Em Horizontes, Bruno Faria estabelece um diálogo entre as paisagens estampadas nas flâmulas triangulares produzidas nas décadas de 1960 e 1970 no Brasil e vendidas como souvenirs de diversas cidades do país e as paisagens suburbanas ou naturais de Lorenzato. Há anos, Faria vem colecionando esses objetos obsoletos e cada vez mais raros, que encontra em peregrinações regulares aos tradicionais mercados de antiguidades em São Paulo e no Rio de Janeiro. A metodologia empregada pelo artista na série Lembranças de paisagem é sobretudo o gesto duchampiano de apropriação de um objeto encontrado, visto que sua intervenção consiste apenas no apagamento das palavras originalmente impressas nessas flâmulas, que invariavelmente incluem o nome da cidade e, às vezes, o lema que supostamente define o espírito de seu povo.
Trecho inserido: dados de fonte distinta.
//! Client lifecycle events.
//!
//! Each backend client owns one outgoing channel carrying these events; the
//! interval log is the single consumer. Pushing through a channel instead of
//! calling into the logger keeps client locks free of persistence I/O.

use serde::Serialize;
use tokio::sync::mpsc;

use crate::types::{ClientStatus, ErrorKind};

/// Sender half handed to clients via `set_event_sink`.
pub type EventSink = mpsc::UnboundedSender<ClientEvent>;

/// Receiver half consumed by the interval log.
pub type EventStream = mpsc::UnboundedReceiver<ClientEvent>;

pub fn channel() -> (EventSink, EventStream) {
    mpsc::unbounded_channel()
}

#[derive(Debug, Clone, Serialize)]
#[serde(tag = "type", rename_all = "snake_case")]
pub enum ClientEvent {
    ChatStart {
        client: String,
        model: Option<String>,
        ts: f64,
        is_health_check: bool,
    },
    ChatEnd {
        client: String,
        model: Option<String>,
        ts: f64,
        is_health_check: bool,
        success: bool,
        error_kind: Option<ErrorKind>,
        error_code: Option<String>,
        /// Client status after the chat's transitions were applied, so the
        /// log can open the right idle interval without calling back.
        status: ClientStatus,
    },
    StatusChange {
        client: String,
        ts: f64,
        old_status: ClientStatus,
        new_status: ClientStatus,
    },
}

impl ClientEvent {
    pub fn client_name(&self) -> &str {
        match self {
            ClientEvent::ChatStart { client, .. }
            | ClientEvent::ChatEnd { client, .. }
            | ClientEvent::StatusChange { client, .. } => client,
        }
    }

    pub fn ts(&self) -> f64 {
        match self {
            ClientEvent::ChatStart { ts, .. }
            | ClientEvent::ChatEnd { ts, .. }
            | ClientEvent::StatusChange { ts, .. } => *ts,
        }
    }
}
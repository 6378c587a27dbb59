//! Tweak expressions: infix arithmetic over control parameters, compiled to
//! postfix and evaluated on a stack machine.
//!
//! ```text
//! log(param.cutoff) + exp(param.resonance)   →   param.cutoff log param.resonance exp +
//! ```

pub mod compile;
pub mod eval;

use std::collections::BTreeMap;
use std::fmt;

use serde::{Serialize, Serializer};
use thiserror::Error;

pub use compile::compile;
pub use eval::EvalContext;

/// Prefix marking a control-parameter reference inside an expression.
pub const PARAM_PREFIX: &str = "param.";

/// Binary arithmetic operator.
#[derive(Debug, Clone, Copy, PartialEq, Eq)]
pub enum Op {
    Add,
    Sub,
    Mul,
    Div,
}

impl Op {
    pub fn precedence(self) -> u8 {
        match self {
            Op::Add | Op::Sub => 1,
            Op::Mul | Op::Div => 2,
        }
    }

    pub fn symbol(self) -> &'static str {
        match self {
            Op::Add => "+",
            Op::Sub => "-",
            Op::Mul => "*",
            Op::Div => "/",
        }
    }

    fn apply(self, a: f64, b: f64) -> f64 {
        match self {
            Op::Add => a + b,
            Op::Sub => a - b,
            Op::Mul => a * b,
            Op::Div => a / b,
        }
    }
}

/// Built-in function.
#[derive(Debug, Clone, Copy, PartialEq, Eq)]
pub enum Func {
    Log,
    Exp,
    Random,
    Map,
}

impl Func {
    pub fn from_name(name: &str) -> Option<Self> {
        match name {
            "log" => Some(Func::Log),
            "exp" => Some(Func::Exp),
            "random" => Some(Func::Random),
            "map" => Some(Func::Map),
            _ => None,
        }
    }

    pub fn name(self) -> &'static str {
        match self {
            Func::Log => "log",
            Func::Exp => "exp",
            Func::Random => "random",
            Func::Map => "map",
        }
    }

    pub fn arity(self) -> usize {
        match self {
            Func::Log | Func::Exp => 1,
            Func::Random => 2,
            Func::Map => 3,
        }
    }
}

/// A single postfix token.
#[derive(Debug, Clone, PartialEq)]
pub enum Token {
    Number(f64),
    /// Parameter name without the `param.` prefix.
    Param(String),
    Op(Op),
    Func(Func),
}

impl fmt::Display for Token {
    fn fmt(&self, f: &mut fmt::Formatter<'_>) -> fmt::Result {
        match self {
            Token::Number(n) => write!(f, "{n}"),
            Token::Param(name) => write!(f, "{PARAM_PREFIX}{name}"),
            Token::Op(op) => f.write_str(op.symbol()),
            Token::Func(func) => f.write_str(func.name()),
        }
    }
}

// Numbers stay numbers in the IR; everything else is written the way it
// appears in source.
impl Serialize for Token {
    fn serialize<S: Serializer>(&self, serializer: S) -> Result<S::Ok, S::Error> {
        match self {
            Token::Number(n) => serializer.serialize_f64(*n),
            other => serializer.collect_str(other),
        }
    }
}

/// A compiled tweak expression in operator-last order.
#[derive(Debug, Clone, PartialEq, Default, Serialize)]
#[serde(transparent)]
pub struct Postfix(Vec<Token>);

impl Postfix {
    pub fn new(tokens: Vec<Token>) -> Self {
        Self(tokens)
    }

    pub fn tokens(&self) -> &[Token] {
        &self.0
    }

    pub fn is_empty(&self) -> bool {
        self.0.is_empty()
    }

    /// Every parameter name referenced, in order of appearance.
    pub fn params(&self) -> impl Iterator<Item = &str> {
        self.0.iter().filter_map(|t| match t {
            Token::Param(name) => Some(name.as_str()),
            _ => None,
        })
    }

    /// Whether the expression mentions `param.<name>`.
    pub fn references(&self, name: &str) -> bool {
        self.params().any(|p| p == name)
    }

    /// Evaluate against the live parameter values.
    pub fn evaluate(&self, ctx: &EvalContext<'_>) -> Result<f64, ExprError> {
        eval::evaluate(self, ctx)
    }
}

impl fmt::Display for Postfix {
    fn fmt(&self, f: &mut fmt::Formatter<'_>) -> fmt::Result {
        for (i, token) in self.0.iter().enumerate() {
            if i > 0 {
                f.write_str(" ")?;
            }
            write!(f, "{token}")?;
        }
        Ok(())
    }
}

/// Errors raised while compiling or evaluating an expression.
#[derive(Debug, Clone, PartialEq, Error)]
pub enum ExprError {
    #[error("empty expression")]
    Empty,
    #[error("unrecognised token '{0}'")]
    UnknownToken(String),
    #[error("unbalanced parentheses")]
    UnbalancedParens,
    #[error("'{0}' is missing an operand")]
    MissingOperand(String),
    #[error("expression leaves {0} values; expected exactly one")]
    DanglingOperands(usize),
    #[error("random() takes two numeric literals")]
    RandomArguments,
    #[error("random({0}, {1}) spans more than a float can hold")]
    RandomRange(f64, f64),
    #[error("map() takes a param. reference as its first argument")]
    MapSource,
    #[error("unknown parameter '{0}'")]
    UnknownParam(String),
    #[error("parameter '{0}' has no declared range")]
    MissingRange(String),
}

/// Parameter values keyed by name, as held by a voice.
pub type ParamValues = BTreeMap<String, f64>;
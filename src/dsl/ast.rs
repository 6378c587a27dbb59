//! Statement tree produced by the parser.

use std::fmt;

use serde::Serialize;

use crate::expr::Postfix;
use crate::module::ModuleKind;

/// One parsed line or block, in source order.
#[derive(Debug, Clone, PartialEq, Serialize)]
#[serde(tag = "statement", rename_all = "lowercase")]
pub enum Statement {
    Synth(SynthMetadata),
    Parameter(ParameterDecl),
    Module(ModuleDecl),
    Patch(PatchConnection),
    Tweak(TweakStatement),
    Comment { text: String },
}

/// Header block: `@synth shortname` ... `@end`.
#[derive(Debug, Clone, Default, PartialEq, Serialize)]
pub struct SynthMetadata {
    pub shortname: String,
    pub longname: String,
    pub version: String,
    pub author: String,
    pub doc: String,
    /// The `type` attribute, e.g. `synth`.
    #[serde(rename = "type")]
    pub kind: String,
}

#[derive(Debug, Clone, Copy, PartialEq, Eq, Serialize)]
#[serde(rename_all = "lowercase")]
pub enum ParamType {
    Float,
    Int,
}

impl ParamType {
    pub fn from_name(name: &str) -> Option<Self> {
        match name {
            "float" => Some(ParamType::Float),
            "int" => Some(ParamType::Int),
            _ => None,
        }
    }
}

/// A control parameter block: `@param name` ... `@end`.
#[derive(Debug, Clone, PartialEq, Serialize)]
pub struct ParameterDecl {
    pub name: String,
    #[serde(rename = "type")]
    pub ty: ParamType,
    pub mutable: bool,
    pub step: f64,
    pub min: f64,
    pub max: f64,
    pub default: f64,
    pub doc: String,
}

/// `TYPE:id`, or `CUSTOM-OSC:id TABLE name`.
#[derive(Debug, Clone, PartialEq, Serialize)]
pub struct ModuleDecl {
    pub id: String,
    #[serde(rename = "type")]
    pub kind: ModuleKind,
    #[serde(skip_serializing_if = "Option::is_none")]
    pub table: Option<String>,
}

/// `module.port` on either side of a patch or on the left of a tweak.
#[derive(Debug, Clone, PartialEq, Eq, Hash, Serialize)]
pub struct PortRef {
    pub module: String,
    pub port: String,
}

impl PortRef {
    pub fn new(module: impl Into<String>, port: impl Into<String>) -> Self {
        Self {
            module: module.into(),
            port: port.into(),
        }
    }
}

impl fmt::Display for PortRef {
    fn fmt(&self, f: &mut fmt::Formatter<'_>) -> fmt::Result {
        write!(f, "{}.{}", self.module, self.port)
    }
}

/// `from.port -> to.port`.
#[derive(Debug, Clone, PartialEq, Eq, Serialize)]
pub struct PatchConnection {
    pub from: PortRef,
    pub to: PortRef,
}

impl fmt::Display for PatchConnection {
    fn fmt(&self, f: &mut fmt::Formatter<'_>) -> fmt::Result {
        write!(f, "{} -> {}", self.from, self.to)
    }
}

/// `module.param = expression`, with the expression already compiled.
#[derive(Debug, Clone, PartialEq, Serialize)]
pub struct TweakStatement {
    pub module: String,
    pub param: String,
    pub expression: Postfix,
}
//! The equipment a patch is compiled and played against.

use crate::config::{Limits, PatchConfig};
use crate::module::{Registry, WavetableError, WavetableSet};

/// Module registry, wavetables and configuration, bundled.
#[derive(Debug)]
pub struct Rack {
    pub config: PatchConfig,
    pub registry: Registry,
    pub wavetables: WavetableSet,
}

impl Rack {
    pub fn new(config: PatchConfig, wavetables: WavetableSet) -> Self {
        let registry = Registry::standard(&config);
        Self {
            config,
            registry,
            wavetables,
        }
    }

    /// Build from config, loading the wavetable file it names, if any.
    pub fn load(config: PatchConfig) -> Result<Self, WavetableError> {
        let wavetables = match &config.wavetables {
            Some(path) => WavetableSet::load(path)?,
            None => WavetableSet::new(),
        };
        Ok(Self::new(config, wavetables))
    }

    pub fn limits(&self) -> &Limits {
        &self.config.limits
    }
}

impl Default for Rack {
    fn default() -> Self {
        Self::new(PatchConfig::default(), WavetableSet::new())
    }
}

#[cfg(test)]
mod tests {
    use super::*;
    use std::io::Write;

    #[test]
    fn load_without_wavetables() {
        let rack = Rack::load(PatchConfig::default()).unwrap();
        assert!(rack.wavetables.is_empty());
    }

    #[test]
    fn load_named_wavetables() {
        let mut file = tempfile::NamedTempFile::new().unwrap();
        write!(file, r#"{{ "organ": {{ "real": [0, 1], "imag": [0, 0] }} }}"#).unwrap();
        let config = PatchConfig {
            wavetables: Some(file.path().to_path_buf()),
            ..PatchConfig::default()
        };
        let rack = Rack::load(config).unwrap();
        assert!(rack.wavetables.contains("organ"));
    }

    #[test]
    fn missing_wavetable_file_is_error() {
        let config = PatchConfig {
            wavetables: Some("/nonexistent/tables.json".into()),
            ..PatchConfig::default()
        };
        assert!(matches!(Rack::load(config), Err(WavetableError::Io { .. })));
    }
}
Mais do que isso, esses objetos pertencem a um período histórico ao qual Bruno Faria recorre em uma série de trabalhos anteriores e que está ligado à constituição de uma narrativa oficial de modernização e progresso no Brasil: Brasília (2018), em que o automóvel homônimo encontrado em um ferro-velho foi apresentado no estande de uma feira de arte; Natureza-morta com laranjas (2019), escultura que reproduz a imagem de um anúncio da abertura da fábrica de refrigerantes Crush no Brasil em 1963; e até mesmo a vasta coleção de LPs que formam a instalação Introdução à arte brasileira 1960-90 (2015), que apesar de se estender para além desse arco temporal inclui predominantemente nomes da MPB que se consolidaram nas décadas de 1960 e 1970. É possível especular que as questões relativas à identidade nacional em pauta naquele momento histórico encontram uma manifestação de ordem mais provinciana nas flâmulas das cidades, na medida em que essas também exaltam as supostas virtudes de cada localidade e promovem um sentimento de ufanismo regional.
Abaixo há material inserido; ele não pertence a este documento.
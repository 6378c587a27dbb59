//! Named wavetables for `CUSTOM-OSC`, as Fourier coefficients.
//!
//! The JSON form maps each name to its coefficient arrays:
//!
//! ```json
//! { "organ": { "real": [0, 1, 0.5], "imag": [0, 0, 0] } }
//! ```

use std::collections::BTreeMap;
use std::path::{Path, PathBuf};

use serde::{Deserialize, Serialize};
use thiserror::Error;

#[derive(Debug, Error)]
pub enum WavetableError {
    #[error("cannot read {path}: {source}")]
    Io {
        path: PathBuf,
        source: std::io::Error,
    },
    #[error("invalid wavetable file: {0}")]
    Json(#[from] serde_json::Error),
    #[error("wavetable '{name}' has {real} real and {imag} imaginary coefficients")]
    LengthMismatch {
        name: String,
        real: usize,
        imag: usize,
    },
    #[error("wavetable '{name}' needs at least two coefficients")]
    TooShort { name: String },
}

/// Cosine (`real`) and sine (`imag`) terms; index 0 is the DC offset.
#[derive(Debug, Clone, PartialEq, Serialize, Deserialize)]
pub struct Wavetable {
    pub real: Vec<f64>,
    pub imag: Vec<f64>,
}

impl Wavetable {
    pub fn new(real: Vec<f64>, imag: Vec<f64>) -> Self {
        Self { real, imag }
    }

    fn validate(&self, name: &str) -> Result<(), WavetableError> {
        if self.real.len() != self.imag.len() {
            return Err(WavetableError::LengthMismatch {
                name: name.to_string(),
                real: self.real.len(),
                imag: self.imag.len(),
            });
        }
        if self.real.len() < 2 {
            return Err(WavetableError::TooShort {
                name: name.to_string(),
            });
        }
        Ok(())
    }
}

/// Name → wavetable lookup shared by the compiler and players.
#[derive(Debug, Clone, Default, PartialEq, Serialize, Deserialize)]
#[serde(transparent)]
pub struct WavetableSet {
    tables: BTreeMap<String, Wavetable>,
}

impl WavetableSet {
    pub fn new() -> Self {
        Self::default()
    }

    pub fn from_json_str(json: &str) -> Result<Self, WavetableError> {
        let set: WavetableSet = serde_json::from_str(json)?;
        for (name, table) in &set.tables {
            table.validate(name)?;
        }
        Ok(set)
    }

    pub fn load(path: &Path) -> Result<Self, WavetableError> {
        let content = std::fs::read_to_string(path).map_err(|source| WavetableError::Io {
            path: path.to_path_buf(),
            source,
        })?;
        Self::from_json_str(&content)
    }

    /// Add or replace a table.
    pub fn insert(
        &mut self,
        name: impl Into<String>,
        table: Wavetable,
    ) -> Result<(), WavetableError> {
        let name = name.into();
        table.validate(&name)?;
        self.tables.insert(name, table);
        Ok(())
    }

    pub fn get(&self, name: &str) -> Option<&Wavetable> {
        self.tables.get(name)
    }

    pub fn contains(&self, name: &str) -> bool {
        self.tables.contains_key(name)
    }

    pub fn names(&self) -> impl Iterator<Item = &str> {
        self.tables.keys().map(String::as_str)
    }

    pub fn len(&self) -> usize {
        self.tables.len()
    }

    pub fn is_empty(&self) -> bool {
        self.tables.is_empty()
    }
}

#[cfg(test)]
mod tests {
    use super::*;
    use std::io::Write;

    const ORGAN: &str = r#"{
        "organ": { "real": [0, 1, 0.5, 0.25], "imag": [0, 0, 0, 0] },
        "buzz": { "real": [0, 0], "imag": [0, 1] }
    }"#;

    #[test]
    fn parse_json() {
        let set = WavetableSet::from_json_str(ORGAN).unwrap();
        assert_eq!(set.len(), 2);
        assert_eq!(set.get("organ").unwrap().real[2], 0.5);
        assert!(set.contains("buzz"));
        assert!(set.get("flute").is_none());
        assert_eq!(set.names().collect::<Vec<_>>(), vec!["buzz", "organ"]);
    }

    #[test]
    fn mismatched_lengths_rejected() {
        let json = r#"{ "bad": { "real": [0, 1, 2], "imag": [0, 1] } }"#;
        let err = WavetableSet::from_json_str(json).unwrap_err();
        assert!(matches!(err, WavetableError::LengthMismatch { real: 3, imag: 2, .. }));
    }

    #[test]
    fn single_coefficient_rejected() {
        let mut set = WavetableSet::new();
        let err = set.insert("dc", Wavetable::new(vec![1.0], vec![0.0]));
        assert!(matches!(err, Err(WavetableError::TooShort { .. })));
        assert!(set.is_empty());
    }

    #[test]
    fn malformed_json_rejected() {
        assert!(matches!(
            WavetableSet::from_json_str("{ \"organ\": [1, 2] }"),
            Err(WavetableError::Json(_))
        ));
    }

    #[test]
    fn load_from_file() {
        let mut file = tempfile::NamedTempFile::new().unwrap();
        write!(file, "{ORGAN}").unwrap();
        let set = WavetableSet::load(file.path()).unwrap();
        assert!(set.contains("organ"));
    }
}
Mas para além das possíveis relações sugeridas pelas obras da série Lembranças de paisagem como corpo de trabalho autônomo, o que podemos inferir a partir do diálogo proposto com Lorenzato? Esse diálogo é explicitado na solução expográfica concebida por Faria, em que cada uma das pinturas é apresentada em par com uma flâmula que ilustra atrações turísticas da cidade de Belo Horizonte ou do estado de Minas Gerais. Num primeiro momento, portanto, sobressai-se o aspecto mais evidente: ambos os artistas apresentam paisagens relativas a um mesmo território. É igualmente claro, porém, que a metodologia, o foco de interesse, e a própria natureza dos trabalhos de cada artista não poderiam ser mais distintas.
Lorenzato, como é sabido, foi pintor de paredes e trabalhava com reboco antes de poder se dedicar integralmente à arte. Isso lhe permitiu desenvolver uma intimidade e fluência com os materiais que acabou se traduzindo na maneira inovadora com que criava pinturas caracterizadas pelo efeito das massas de cor vibrantes obtido por meio de superfícies sulcadas com um pente. Ou seja, Lorenzato era sobretudo um artista dedicado ao ofício da pintura, tanto no que diz respeito à sua fatura quanto à composição, o cromatismo e aos problemas inerentes ao campo pictórico. Faria, por sua vez, pertence a uma linhagem da arte conceitual em que a articulação de ideias é privilegiada em detrimento do fazer manual. Seus trabalhos são construídos primariamente a partir da justaposição de materiais existentes e retirados de diferentes contextos, criando um campo semântico que se constitui por meio da re-contextualização dos significados históricos, estéticos ou sociais tipicamente associados a esses “materiais encontrados”.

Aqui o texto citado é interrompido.